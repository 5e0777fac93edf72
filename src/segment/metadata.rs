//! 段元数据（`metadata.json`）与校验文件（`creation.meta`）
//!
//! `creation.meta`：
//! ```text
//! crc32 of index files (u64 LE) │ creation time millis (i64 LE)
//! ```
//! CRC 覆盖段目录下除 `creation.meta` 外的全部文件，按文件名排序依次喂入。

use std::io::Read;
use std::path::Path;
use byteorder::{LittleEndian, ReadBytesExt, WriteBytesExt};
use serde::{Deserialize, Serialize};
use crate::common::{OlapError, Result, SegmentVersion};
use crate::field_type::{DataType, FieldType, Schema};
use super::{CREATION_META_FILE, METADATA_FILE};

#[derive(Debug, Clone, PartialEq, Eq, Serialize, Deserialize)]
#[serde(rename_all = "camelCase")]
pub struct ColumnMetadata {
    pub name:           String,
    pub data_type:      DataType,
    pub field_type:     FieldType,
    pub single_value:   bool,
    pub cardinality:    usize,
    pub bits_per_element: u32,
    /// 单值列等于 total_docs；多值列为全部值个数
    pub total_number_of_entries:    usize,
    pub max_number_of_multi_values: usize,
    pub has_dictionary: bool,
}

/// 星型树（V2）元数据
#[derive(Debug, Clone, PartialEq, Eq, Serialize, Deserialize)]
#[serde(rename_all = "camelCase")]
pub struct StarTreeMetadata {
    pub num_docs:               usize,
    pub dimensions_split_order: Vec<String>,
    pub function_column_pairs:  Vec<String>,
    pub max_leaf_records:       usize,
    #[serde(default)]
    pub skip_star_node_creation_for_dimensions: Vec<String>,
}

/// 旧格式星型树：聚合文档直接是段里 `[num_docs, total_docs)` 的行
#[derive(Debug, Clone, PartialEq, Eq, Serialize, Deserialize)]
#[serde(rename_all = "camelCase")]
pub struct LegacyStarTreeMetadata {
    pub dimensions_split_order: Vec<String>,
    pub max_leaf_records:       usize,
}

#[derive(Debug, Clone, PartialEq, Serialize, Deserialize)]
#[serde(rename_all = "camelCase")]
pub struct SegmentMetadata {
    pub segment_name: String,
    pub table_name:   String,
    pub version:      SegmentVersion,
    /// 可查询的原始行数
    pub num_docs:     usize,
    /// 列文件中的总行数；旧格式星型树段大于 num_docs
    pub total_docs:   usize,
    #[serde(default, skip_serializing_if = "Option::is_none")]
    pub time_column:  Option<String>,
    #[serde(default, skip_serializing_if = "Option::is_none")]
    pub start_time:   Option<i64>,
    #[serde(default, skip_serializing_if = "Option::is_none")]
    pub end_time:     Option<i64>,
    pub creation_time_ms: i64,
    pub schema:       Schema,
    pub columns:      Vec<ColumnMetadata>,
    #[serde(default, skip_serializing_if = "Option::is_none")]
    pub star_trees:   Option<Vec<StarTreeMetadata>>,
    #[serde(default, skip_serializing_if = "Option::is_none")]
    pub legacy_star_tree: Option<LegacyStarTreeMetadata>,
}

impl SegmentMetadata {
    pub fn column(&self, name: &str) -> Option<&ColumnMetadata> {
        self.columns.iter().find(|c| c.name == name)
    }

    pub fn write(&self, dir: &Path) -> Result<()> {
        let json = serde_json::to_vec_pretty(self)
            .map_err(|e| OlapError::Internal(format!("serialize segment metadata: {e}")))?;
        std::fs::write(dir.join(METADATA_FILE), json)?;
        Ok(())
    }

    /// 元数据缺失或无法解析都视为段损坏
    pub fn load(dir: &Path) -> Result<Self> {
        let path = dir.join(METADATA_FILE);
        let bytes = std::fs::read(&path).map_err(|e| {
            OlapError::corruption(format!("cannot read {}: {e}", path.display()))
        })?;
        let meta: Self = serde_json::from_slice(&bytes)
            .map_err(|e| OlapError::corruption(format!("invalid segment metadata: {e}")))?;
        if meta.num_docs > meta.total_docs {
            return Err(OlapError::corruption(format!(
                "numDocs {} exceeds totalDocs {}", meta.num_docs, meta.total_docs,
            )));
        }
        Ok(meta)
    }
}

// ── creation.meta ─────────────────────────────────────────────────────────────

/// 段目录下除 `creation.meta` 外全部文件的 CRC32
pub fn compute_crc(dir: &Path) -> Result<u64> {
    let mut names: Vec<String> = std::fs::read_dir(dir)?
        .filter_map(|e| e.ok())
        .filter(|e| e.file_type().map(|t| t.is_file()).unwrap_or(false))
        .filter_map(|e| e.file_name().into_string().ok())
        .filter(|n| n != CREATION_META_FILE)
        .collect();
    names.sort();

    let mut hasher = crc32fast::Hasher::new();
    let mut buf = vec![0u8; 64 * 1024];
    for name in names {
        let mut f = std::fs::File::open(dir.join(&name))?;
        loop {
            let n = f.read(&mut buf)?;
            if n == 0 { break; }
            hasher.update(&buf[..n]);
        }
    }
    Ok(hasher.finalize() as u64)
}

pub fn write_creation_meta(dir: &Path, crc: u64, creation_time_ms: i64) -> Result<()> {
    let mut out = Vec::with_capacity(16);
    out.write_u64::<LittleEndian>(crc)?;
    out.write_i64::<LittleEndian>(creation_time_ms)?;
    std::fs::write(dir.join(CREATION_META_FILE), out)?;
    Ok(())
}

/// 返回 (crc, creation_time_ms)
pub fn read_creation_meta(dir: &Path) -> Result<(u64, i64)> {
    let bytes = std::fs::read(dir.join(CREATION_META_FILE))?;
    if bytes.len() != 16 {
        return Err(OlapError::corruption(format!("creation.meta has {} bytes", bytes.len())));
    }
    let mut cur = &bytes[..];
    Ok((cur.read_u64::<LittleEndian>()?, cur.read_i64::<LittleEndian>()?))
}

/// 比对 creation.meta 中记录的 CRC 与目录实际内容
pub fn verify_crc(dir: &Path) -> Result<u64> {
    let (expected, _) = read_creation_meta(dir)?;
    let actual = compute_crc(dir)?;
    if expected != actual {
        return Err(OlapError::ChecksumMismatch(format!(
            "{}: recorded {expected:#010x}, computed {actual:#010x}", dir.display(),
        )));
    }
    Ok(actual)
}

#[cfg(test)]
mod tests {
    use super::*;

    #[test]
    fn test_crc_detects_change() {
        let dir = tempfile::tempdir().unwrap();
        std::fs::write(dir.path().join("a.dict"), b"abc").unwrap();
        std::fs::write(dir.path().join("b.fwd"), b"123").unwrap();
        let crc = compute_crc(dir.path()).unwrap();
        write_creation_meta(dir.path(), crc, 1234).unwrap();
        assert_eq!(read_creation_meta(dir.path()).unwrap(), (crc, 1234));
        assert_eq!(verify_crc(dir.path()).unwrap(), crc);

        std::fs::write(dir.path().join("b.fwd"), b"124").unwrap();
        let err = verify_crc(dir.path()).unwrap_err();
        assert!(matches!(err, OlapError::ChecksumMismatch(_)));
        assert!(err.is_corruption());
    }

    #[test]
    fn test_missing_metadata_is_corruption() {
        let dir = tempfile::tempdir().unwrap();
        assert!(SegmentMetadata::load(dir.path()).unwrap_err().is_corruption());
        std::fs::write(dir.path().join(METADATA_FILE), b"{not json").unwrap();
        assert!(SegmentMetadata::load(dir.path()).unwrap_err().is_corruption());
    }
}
--
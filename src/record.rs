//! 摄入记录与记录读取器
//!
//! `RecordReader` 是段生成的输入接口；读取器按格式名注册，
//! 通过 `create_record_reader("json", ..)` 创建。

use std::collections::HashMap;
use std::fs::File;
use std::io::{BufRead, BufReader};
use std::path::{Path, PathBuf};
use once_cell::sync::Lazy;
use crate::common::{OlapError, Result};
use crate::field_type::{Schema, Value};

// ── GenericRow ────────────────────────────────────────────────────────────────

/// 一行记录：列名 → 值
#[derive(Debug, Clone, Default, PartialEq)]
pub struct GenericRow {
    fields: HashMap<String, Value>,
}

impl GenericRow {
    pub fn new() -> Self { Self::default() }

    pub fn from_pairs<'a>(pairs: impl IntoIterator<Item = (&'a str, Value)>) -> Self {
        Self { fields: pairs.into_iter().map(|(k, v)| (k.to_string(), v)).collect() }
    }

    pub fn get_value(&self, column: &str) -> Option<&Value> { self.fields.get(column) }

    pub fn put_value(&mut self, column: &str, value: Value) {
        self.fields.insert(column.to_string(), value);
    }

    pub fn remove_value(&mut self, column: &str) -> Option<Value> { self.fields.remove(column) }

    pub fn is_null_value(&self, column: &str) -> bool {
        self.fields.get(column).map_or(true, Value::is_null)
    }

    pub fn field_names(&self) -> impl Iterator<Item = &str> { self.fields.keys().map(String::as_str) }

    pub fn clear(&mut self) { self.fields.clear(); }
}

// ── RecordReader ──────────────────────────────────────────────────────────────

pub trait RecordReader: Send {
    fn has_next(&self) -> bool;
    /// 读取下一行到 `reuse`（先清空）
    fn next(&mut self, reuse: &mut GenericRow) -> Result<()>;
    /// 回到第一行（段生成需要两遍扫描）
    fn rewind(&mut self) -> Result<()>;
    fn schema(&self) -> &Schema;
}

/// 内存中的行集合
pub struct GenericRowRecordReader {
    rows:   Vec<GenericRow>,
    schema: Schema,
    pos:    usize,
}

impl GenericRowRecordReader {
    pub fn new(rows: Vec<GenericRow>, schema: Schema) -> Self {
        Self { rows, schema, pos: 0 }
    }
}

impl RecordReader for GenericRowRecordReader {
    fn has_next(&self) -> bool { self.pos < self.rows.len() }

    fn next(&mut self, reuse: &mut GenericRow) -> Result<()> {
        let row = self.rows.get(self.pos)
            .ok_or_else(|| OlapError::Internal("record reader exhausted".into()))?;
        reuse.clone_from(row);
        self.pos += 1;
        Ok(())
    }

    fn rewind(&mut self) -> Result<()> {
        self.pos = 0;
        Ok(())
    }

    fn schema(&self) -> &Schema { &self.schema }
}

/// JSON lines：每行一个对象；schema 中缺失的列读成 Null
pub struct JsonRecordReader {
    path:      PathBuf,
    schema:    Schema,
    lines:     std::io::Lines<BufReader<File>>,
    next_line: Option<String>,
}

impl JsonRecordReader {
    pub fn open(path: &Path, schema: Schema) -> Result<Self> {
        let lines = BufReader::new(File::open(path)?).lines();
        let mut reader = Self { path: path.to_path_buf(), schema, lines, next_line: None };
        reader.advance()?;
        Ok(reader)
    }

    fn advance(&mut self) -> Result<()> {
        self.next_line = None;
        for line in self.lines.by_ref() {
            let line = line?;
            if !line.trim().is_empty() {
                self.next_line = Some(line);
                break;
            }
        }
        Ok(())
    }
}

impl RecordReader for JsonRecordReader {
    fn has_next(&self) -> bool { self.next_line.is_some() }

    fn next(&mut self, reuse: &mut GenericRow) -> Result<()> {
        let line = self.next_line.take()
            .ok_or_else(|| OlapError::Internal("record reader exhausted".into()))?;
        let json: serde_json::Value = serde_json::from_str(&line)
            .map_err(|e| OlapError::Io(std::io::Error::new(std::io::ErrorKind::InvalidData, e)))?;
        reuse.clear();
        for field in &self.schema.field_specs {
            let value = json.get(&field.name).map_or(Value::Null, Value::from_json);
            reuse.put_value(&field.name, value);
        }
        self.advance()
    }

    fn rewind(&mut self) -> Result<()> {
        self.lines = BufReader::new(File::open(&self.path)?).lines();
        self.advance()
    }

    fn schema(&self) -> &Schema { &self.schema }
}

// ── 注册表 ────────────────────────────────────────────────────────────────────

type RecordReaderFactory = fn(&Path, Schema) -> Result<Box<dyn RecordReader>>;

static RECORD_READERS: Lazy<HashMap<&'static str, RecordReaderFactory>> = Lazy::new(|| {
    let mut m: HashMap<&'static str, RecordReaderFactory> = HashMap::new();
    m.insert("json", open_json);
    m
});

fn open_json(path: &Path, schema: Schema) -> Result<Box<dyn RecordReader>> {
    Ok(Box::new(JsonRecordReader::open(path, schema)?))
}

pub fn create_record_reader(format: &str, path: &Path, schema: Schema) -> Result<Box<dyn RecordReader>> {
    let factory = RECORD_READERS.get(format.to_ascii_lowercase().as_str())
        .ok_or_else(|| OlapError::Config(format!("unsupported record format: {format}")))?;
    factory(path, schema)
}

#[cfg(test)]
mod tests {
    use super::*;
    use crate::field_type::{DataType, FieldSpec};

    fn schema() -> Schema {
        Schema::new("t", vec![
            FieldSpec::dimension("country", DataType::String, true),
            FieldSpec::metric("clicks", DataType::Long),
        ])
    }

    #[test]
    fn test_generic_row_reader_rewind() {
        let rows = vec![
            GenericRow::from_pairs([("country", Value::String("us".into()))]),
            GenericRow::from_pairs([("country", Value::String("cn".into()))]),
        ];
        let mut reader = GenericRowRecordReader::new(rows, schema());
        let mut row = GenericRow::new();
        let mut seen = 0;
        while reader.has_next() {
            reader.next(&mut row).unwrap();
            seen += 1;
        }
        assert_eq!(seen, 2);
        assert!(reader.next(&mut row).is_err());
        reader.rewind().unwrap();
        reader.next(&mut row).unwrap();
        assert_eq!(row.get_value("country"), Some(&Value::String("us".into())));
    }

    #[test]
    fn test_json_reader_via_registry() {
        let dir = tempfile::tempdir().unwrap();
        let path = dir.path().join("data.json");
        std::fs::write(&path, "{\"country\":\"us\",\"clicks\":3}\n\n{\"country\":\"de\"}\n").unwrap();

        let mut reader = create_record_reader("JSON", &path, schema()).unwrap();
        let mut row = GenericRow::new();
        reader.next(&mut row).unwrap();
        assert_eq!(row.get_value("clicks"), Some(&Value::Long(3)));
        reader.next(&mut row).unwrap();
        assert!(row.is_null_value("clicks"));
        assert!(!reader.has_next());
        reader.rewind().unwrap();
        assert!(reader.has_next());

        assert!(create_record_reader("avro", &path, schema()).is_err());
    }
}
==
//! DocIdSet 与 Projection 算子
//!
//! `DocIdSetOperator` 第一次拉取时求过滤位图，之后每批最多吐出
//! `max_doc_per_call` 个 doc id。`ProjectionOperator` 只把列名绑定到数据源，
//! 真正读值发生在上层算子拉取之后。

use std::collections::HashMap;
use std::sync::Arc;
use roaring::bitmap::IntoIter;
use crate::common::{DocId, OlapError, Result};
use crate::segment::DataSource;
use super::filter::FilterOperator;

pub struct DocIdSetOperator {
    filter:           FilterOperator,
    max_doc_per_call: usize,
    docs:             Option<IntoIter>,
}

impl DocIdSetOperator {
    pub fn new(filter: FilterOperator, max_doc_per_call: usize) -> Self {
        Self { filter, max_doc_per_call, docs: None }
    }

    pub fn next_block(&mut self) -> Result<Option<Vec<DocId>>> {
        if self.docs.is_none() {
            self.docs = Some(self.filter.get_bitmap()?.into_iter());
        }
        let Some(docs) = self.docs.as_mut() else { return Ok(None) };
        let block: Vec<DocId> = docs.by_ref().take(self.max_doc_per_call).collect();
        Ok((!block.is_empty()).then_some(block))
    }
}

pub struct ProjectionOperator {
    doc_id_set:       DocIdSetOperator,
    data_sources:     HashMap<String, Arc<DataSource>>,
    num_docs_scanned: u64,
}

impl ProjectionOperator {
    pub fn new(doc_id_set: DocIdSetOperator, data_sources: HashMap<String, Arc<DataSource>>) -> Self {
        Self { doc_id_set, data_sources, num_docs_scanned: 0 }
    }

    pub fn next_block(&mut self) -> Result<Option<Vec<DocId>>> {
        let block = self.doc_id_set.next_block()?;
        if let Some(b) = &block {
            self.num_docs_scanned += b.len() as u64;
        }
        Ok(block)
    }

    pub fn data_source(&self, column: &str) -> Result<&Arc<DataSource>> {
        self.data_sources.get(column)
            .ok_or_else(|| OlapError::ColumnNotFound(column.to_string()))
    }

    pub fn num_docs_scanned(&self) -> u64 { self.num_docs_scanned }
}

## TASK TO COMPLETE
Pull every line with "FieldType" from the records.

## SOLUTION BELOW
use crate::field_type::{DataType, FieldType, Schema};
    pub field_type:     FieldType,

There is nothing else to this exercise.